Please take the lines from the one holding "files and stdin" through the one holding "Some(pos) => (&self.remaining[..pos], &self.remaining[pos" in the data below and copy them exactly.
(Task input begins)
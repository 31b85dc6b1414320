//! Error types and exit codes for newsbrief
//!
//! The summarization engine itself never fails. Errors only arise on the
//! surfaces around it: configuration, input files, JSON payloads and CLI usage.
//!
//! Exit codes:
//! - 0: Success
//! - 1: Generic failure
//! - 2: Usage error (bad flags/args, invalid config values)
//! - 3: Data error (unreadable or malformed article input)

mod macros;

use std::path::PathBuf;
use thiserror::Error;

/// Exit codes reported by the newsbrief binary
#[derive(Debug, Clone, Copy, PartialEq, Eq)]
pub enum ExitCode {
    /// Success (0)
    Success = 0,
    /// Generic failure (1)
    Failure = 1,
    /// Usage error - bad flags/args (2)
    Usage = 2,
    /// Data error - malformed article input (3)
    Data = 3,
}

impl From<ExitCode> for i32 {
    fn from(code: ExitCode) -> i32 {
        code as i32
    }
}

/// Errors that can occur around summarization
#[derive(Error, Debug)]
pub enum BriefError {
    // Usage errors (exit code 2)
    #[error("unknown format: {0} (expected: human, json, or records)")]
    UnknownFormat(String),

    #[error("{0}")]
    UsageError(String),

    #[error("invalid {context}: {value}")]
    InvalidValue { context: String, value: String },

    // Data errors (exit code 3)
    #[error("invalid article input from {source_name}: {reason}")]
    InvalidInput { source_name: String, reason: String },

    #[error("{context} not found: {value}")]
    NotFound { context: String, value: String },

    // Generic failures (exit code 1)
    #[error("IO error: {0}")]
    Io(#[from] std::io::Error),

    #[error("JSON error: {0}")]
    Json(#[from] serde_json::Error),

    #[error("TOML error: {0}")]
    Toml(#[from] toml::de::Error),

    #[error("failed to {operation} {}: {reason}", .path.display())]
    Config {
        operation: String,
        path: PathBuf,
        reason: String,
    },

    #[error("{0}")]
    Other(String),
}

impl BriefError {
    /// Create an error for an invalid value or configuration
    pub fn invalid_value(context: &str, value: impl std::fmt::Display) -> Self {
        BriefError::InvalidValue {
            context: context.to_string(),
            value: value.to_string(),
        }
    }

    /// Create an error for article input that could not be understood
    pub fn invalid_input(
        source_name: impl std::fmt::Display,
        reason: impl std::fmt::Display,
    ) -> Self {
        BriefError::InvalidInput {
            source_name: source_name.to_string(),
            reason: reason.to_string(),
        }
    }

    /// Create an error for an entity that was not found
    pub fn not_found(context: &str, value: impl std::fmt::Display) -> Self {
        BriefError::NotFound {
            context: context.to_string(),
            value: value.to_string(),
        }
    }

    /// Create an error for a failed config file operation
    pub fn config(
        operation: &str,
        path: impl Into<PathBuf>,
        error: impl std::fmt::Display,
    ) -> Self {
        BriefError::Config {
            operation: operation.to_string(),
            path: path.into(),
            reason: error.to_string(),
        }
    }

    /// Get the appropriate exit code for this error
    pub fn exit_code(&self) -> ExitCode {
        match self {
            BriefError::UnknownFormat(_)
            | BriefError::UsageError(_)
            | BriefError::InvalidValue { .. } => ExitCode::Usage,

            BriefError::InvalidInput { .. } | BriefError::NotFound { .. } => ExitCode::Data,

            BriefError::Io(_)
            | BriefError::Json(_)
            | BriefError::Toml(_)
            | BriefError::Config { .. }
            | BriefError::Other(_) => ExitCode::Failure,
        }
    }

    /// Get the error type identifier
    pub fn error_type(&self) -> &'static str {
        match self {
            BriefError::UnknownFormat(_) => "unknown_format",
            BriefError::UsageError(_) => "usage_error",
            BriefError::InvalidValue { .. } => "invalid_value",
            BriefError::InvalidInput { .. } => "invalid_input",
            BriefError::NotFound { .. } => "not_found",
            BriefError::Io(_) => "io_error",
            BriefError::Json(_) => "json_error",
            BriefError::Toml(_) => "toml_error",
            BriefError::Config { .. } => "config_error",
            BriefError::Other(_) => "other",
        }
    }

    /// Convert error to JSON representation for structured error output.
    pub fn to_json(&self) -> serde_json::Value {
        serde_json::json!({
            "error": {
                "code": self.exit_code() as i32,
                "type": self.error_type(),
                "message": self.to_string(),
            }
        })
    }
}

/// Result type alias for newsbrief operations
pub type Result<T> = std::result::Result<T, BriefError>;
//! Reading command input from arguments, files and stdin

use std::fs;
use std::io::{self, Read};
use std::path::Path;

use newsbrief_core::error::{BriefError, Result};
use newsbrief_core::Article;

/// Read all of stdin
pub fn read_stdin() -> Result<String> {
    let mut content = String::new();
    io::stdin().read_to_string(&mut content)?;
    Ok(content)
}

/// Use the positional text argument, falling back to stdin
pub fn text_or_stdin(text: Option<&str>) -> Result<String> {
    match text {
        Some(text) => Ok(text.to_string()),
        None => read_stdin(),
    }
}

/// Load a JSON array of articles from a file, or stdin for `None` / `-`
pub fn read_articles(file: Option<&Path>) -> Result<(Vec<Article>, String)> {
    let (content, source_name) = match file {
        Some(path) if path != Path::new("-") => {
            if !path.exists() {
                return Err(BriefError::not_found("input file", path.display()));
            }
            (fs::read_to_string(path)?, path.display().to_string())
        }
        _ => (read_stdin()?, "stdin".to_string()),
    };

    let articles: Vec<Article> = serde_json::from_str(&content)
        .map_err(|e| BriefError::invalid_input(&source_name, e))?;

    Ok((articles, source_name))
}
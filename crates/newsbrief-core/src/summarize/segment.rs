//! Sentence segmentation on terminal punctuation

fn is_terminal(c: char) -> bool {
    matches!(c, '.' | '!' | '?')
}

/// Split text into trimmed, non-empty sentences.
///
/// Runs of `.`, `!` and `?` act as a single delimiter and are discarded.
/// The returned iterator borrows the input and can be cloned to iterate again.
pub fn segment(text: &str) -> Sentences<'_> {
    Sentences { remaining: text }
}

/// Iterator over the sentences of a text
#[derive(Debug, Clone)]
pub struct Sentences<'a> {
    remaining: &'a str,
}

impl<'a> Iterator for Sentences<'a> {
    type Item = &'a str;

    fn next(&mut self) -> Option<&'a str> {
        while !self.remaining.is_empty() {
            let (head, tail) = match self.remaining.find(is_terminal) {
                // Terminal characters are ASCII, so `pos + 1` is a char boundary
                Some(pos) => (&self.remaining[..pos], &self.remaining[pos + 1..]),
                None => (self.remaining, ""),
            };
            self.remaining = tail;

            let sentence = head.trim();
            if !sentence.is_empty() {
                return Some(sentence);
            }
        }
        None
    }
}
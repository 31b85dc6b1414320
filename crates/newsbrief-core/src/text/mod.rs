//! Whitespace word utilities shared by the summarization stages
//!
//! Words are whatever `split_whitespace` yields. Budgets are counted this way
//! rather than with a linguistic tokenizer.

/// Number of whitespace-delimited words in `text`
pub fn word_count(text: &str) -> usize {
    text.split_whitespace().count()
}

/// The first `limit` words of `text`, joined by single spaces
pub fn first_words(text: &str, limit: usize) -> String {
    text.split_whitespace()
        .take(limit)
        .collect::<Vec<_>>()
        .join(" ")
}

/// Lowercased words of `text`, for case-insensitive matching
pub fn lowercase_words(text: &str) -> Vec<String> {
    text.split_whitespace().map(str::to_lowercase).collect()
}
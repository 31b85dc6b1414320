//! Heuristic sentence scoring and word-budgeted summary assembly

use std::fmt;

use serde::Serialize;
use tracing::debug;

use super::segment::segment;
use crate::config::SummarizerConfig;
use crate::text::{first_words, lowercase_words, word_count};

/// News-salience vocabulary. Each entry scores at most once per sentence.
pub const NEWS_KEYWORDS: [&str; 21] = [
    "breaking",
    "announced",
    "reported",
    "said",
    "according",
    "officials",
    "government",
    "company",
    "president",
    "minister",
    "spokesperson",
    "investigation",
    "developing",
    "latest",
    "update",
    "confirmed",
    "denied",
    "revealed",
    "discovered",
    "launched",
    "introduced",
];

const LEDE_BONUS: i32 = 10;
const KICKER_BONUS: i32 = 5;
const IDEAL_LENGTH_BONUS: i32 = 5;
const ACCEPTABLE_LENGTH_BONUS: i32 = 3;
const KEYWORD_BONUS: i32 = 2;
const NOISE_PENALTY: i32 = 3;

const IDEAL_LENGTH: std::ops::RangeInclusive<usize> = 8..=25;
const ACCEPTABLE_LENGTH: std::ops::RangeInclusive<usize> = 5..=35;

/// Characters counted against a sentence by the noise penalty
const NOISE_SYMBOLS: &str = "@#$%^&*()_+=[]{}|\\:\";'<>?,./";

const ELLIPSIS: &str = "...";

/// Which branch of the selector produced a summary
#[derive(Debug, Clone, Copy, PartialEq, Eq, Serialize)]
#[serde(rename_all = "snake_case")]
pub enum Strategy {
    /// Text already fit the budget and was returned as-is
    Unchanged,
    /// Two or fewer sentences; the leading words were kept
    Truncated,
    /// Greedy assembly of the highest-scoring sentences
    Scored,
    /// Assembly fell short and the lede was prepended
    LowYieldPrepend,
    /// Assembly fell short and the lede itself was cut to the remaining budget
    LowYieldTruncated,
}

impl Strategy {
    pub fn as_str(&self) -> &'static str {
        match self {
            Strategy::Unchanged => "unchanged",
            Strategy::Truncated => "truncated",
            Strategy::Scored => "scored",
            Strategy::LowYieldPrepend => "low_yield_prepend",
            Strategy::LowYieldTruncated => "low_yield_truncated",
        }
    }
}

impl fmt::Display for Strategy {
    fn fmt(&self, f: &mut fmt::Formatter<'_>) -> fmt::Result {
        f.write_str(self.as_str())
    }
}

/// A summary together with the branch that produced it
#[derive(Debug, Clone, PartialEq, Eq)]
pub struct Selection {
    pub text: String,
    pub strategy: Strategy,
}

impl Selection {
    pub fn word_count(&self) -> usize {
        word_count(&self.text)
    }
}

/// A sentence with its score, only meaningful relative to its siblings
#[derive(Debug, Clone, PartialEq, Eq, Serialize)]
pub struct ScoredSentence<'a> {
    pub text: &'a str,
    pub index: usize,
    pub score: i32,
    pub word_count: usize,
}

fn is_noise_char(c: char) -> bool {
    c.is_ascii_digit() || NOISE_SYMBOLS.contains(c)
}

/// Score a sentence by position, length, keyword hits and symbol noise.
///
/// `index` is the 0-based position among `total` sentences.
pub fn score_sentence(sentence: &str, index: usize, total: usize) -> i32 {
    let words = lowercase_words(sentence);
    let mut score = 0;

    if index == 0 {
        score += LEDE_BONUS;
    }
    if index + 1 == total {
        score += KICKER_BONUS;
    }

    let length = words.len();
    if IDEAL_LENGTH.contains(&length) {
        score += IDEAL_LENGTH_BONUS;
    } else if ACCEPTABLE_LENGTH.contains(&length) {
        score += ACCEPTABLE_LENGTH_BONUS;
    }

    let keyword_hits = NEWS_KEYWORDS
        .iter()
        .filter(|keyword| words.iter().any(|word| word.contains(*keyword)))
        .count();
    score += KEYWORD_BONUS * keyword_hits as i32;

    // More than 30% noise characters per word
    let noise = sentence.chars().filter(|c| is_noise_char(*c)).count();
    if noise * 10 > length * 3 {
        score -= NOISE_PENALTY;
    }

    score
}

/// Segment `text` and score every sentence, in original order
pub fn score_sentences(text: &str) -> Vec<ScoredSentence<'_>> {
    let sentences: Vec<&str> = segment(text).collect();
    score_all(&sentences)
}

fn score_all<'a>(sentences: &[&'a str]) -> Vec<ScoredSentence<'a>> {
    let total = sentences.len();
    sentences
        .iter()
        .enumerate()
        .map(|(index, &sentence)| ScoredSentence {
            text: sentence,
            index,
            score: score_sentence(sentence, index, total),
            word_count: word_count(sentence),
        })
        .collect()
}

/// Keep the first `limit` words, adding an ellipsis unless the cut ends a sentence
pub fn truncate(text: &str, limit: usize) -> String {
    if word_count(text) <= limit {
        return text.to_string();
    }

    let summary = first_words(text, limit);
    if summary.ends_with('.') {
        summary
    } else {
        summary + ELLIPSIS
    }
}

/// Reduce normalized text to at most `target_words` words
pub fn select(text: &str, target_words: usize) -> String {
    select_detailed(text, &SummarizerConfig::with_target_words(target_words)).text
}

/// Reduce normalized text according to `config`, reporting the branch taken.
///
/// Sentences are drawn in descending score order; equal scores keep their
/// original order. Drawn sentences are not restored to text order, and the
/// first one that does not fit ends the assembly.
pub fn select_detailed(text: &str, config: &SummarizerConfig) -> Selection {
    let target = config.target_words;

    let total_words = word_count(text);
    if total_words <= target {
        return Selection {
            text: text.to_string(),
            strategy: Strategy::Unchanged,
        };
    }

    let sentences: Vec<&str> = segment(text).collect();
    if sentences.len() <= 2 {
        debug!(
            sentences = sentences.len(),
            total_words, "select_truncation_fallback"
        );
        return Selection {
            text: truncate(text, target),
            strategy: Strategy::Truncated,
        };
    }

    let mut scored = score_all(&sentences);
    // Stable: ties keep original sentence order
    scored.sort_by(|a, b| b.score.cmp(&a.score));

    let mut summary = String::new();
    let mut accumulated = 0;
    for sentence in &scored {
        if accumulated + sentence.word_count > target {
            break;
        }
        if !summary.is_empty() {
            summary.push(' ');
        }
        summary.push_str(sentence.text);
        accumulated += sentence.word_count;
    }

    let mut strategy = Strategy::Scored;
    if accumulated < config.low_yield_threshold() {
        let remaining = target - accumulated;
        let lede = sentences[0];

        if word_count(lede) > remaining {
            summary = first_words(lede, remaining) + ELLIPSIS;
            strategy = Strategy::LowYieldTruncated;
        } else {
            summary = if summary.is_empty() {
                lede.to_string()
            } else {
                format!("{} {}", lede, summary)
            };
            strategy = Strategy::LowYieldPrepend;
        }
    }

    debug!(
        sentences = sentences.len(),
        total_words,
        accumulated,
        %strategy,
        "select_scored"
    );

    Selection {
        text: summary.trim().to_string(),
        strategy,
    }
}
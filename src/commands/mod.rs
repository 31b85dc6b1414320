//! CLI commands for newsbrief

pub mod batch;
pub mod demo;
pub mod dispatch;
pub mod input;
pub mod normalize;
pub mod score;
pub mod summarize;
(Task input ends)
# Written response:
//! Reading command input from arguments, files and stdin

use std::fs;
use std::io::{self, Read};
use std::path::Path;

use newsbrief_core::error::{BriefError, Result};
use newsbrief_core::Article;

/// Read all of stdin
pub fn read_stdin() -> Result<String> {
    let mut content = String::new();
    io::stdin().read_to_string(&mut content)?;
    Ok(content)
}

/// Use the positional text argument, falling back to stdin
pub fn text_or_stdin(text: Option<&str>) -> Result<String> {
    match text {
        Some(text) => Ok(text.to_string()),
        None => read_stdin(),
    }
}

/// Load a JSON array of articles from a file, or stdin for `None` / `-`
pub fn read_articles(file: Option<&Path>) -> Result<(Vec<Article>, String)> {
    let (content, source_name) = match file {
        Some(path) if path != Path::new("-") => {
            if !path.exists() {
                return Err(BriefError::not_found("input file", path.display()));
            }
            (fs::read_to_string(path)?, path.display().to_string())
        }
        _ => (read_stdin()?, "stdin".to_string()),
    };

    let articles: Vec<Article> = serde_json::from_str(&content)
        .map_err(|e| BriefError::invalid_input(&source_name, e))?;

    Ok((articles, source_name))
}
filename crates/newsbrief-core/src/summarize/segment.rs
//! Sentence segmentation on terminal punctuation

fn is_terminal(c: char) -> bool {
    matches!(c, '.' | '!' | '?')
}

/// Split text into trimmed, non-empty sentences.
///
/// Runs of `.`, `!` and `?` act as a single delimiter and are discarded.
/// The returned iterator borrows the input and can be cloned to iterate again.
pub fn segment(text: &str) -> Sentences<'_> {
    Sentences { remaining: text }
}

/// Iterator over the sentences of a text
#[derive(Debug, Clone)]
pub struct Sentences<'a> {
    remaining: &'a str,
}

impl<'a> Iterator for Sentences<'a> {
    type Item = &'a str;

    fn next(&mut self) -> Option<&'a str> {
        while !self.remaining.is_empty() {
            let (head, tail) = match self.remaining.find(is_terminal) {
                // Terminal characters are ASCII, so `pos + 1` is a char boundary
                Some(pos) => (&self.remaining[..pos], &self.remaining[pos + 1..]),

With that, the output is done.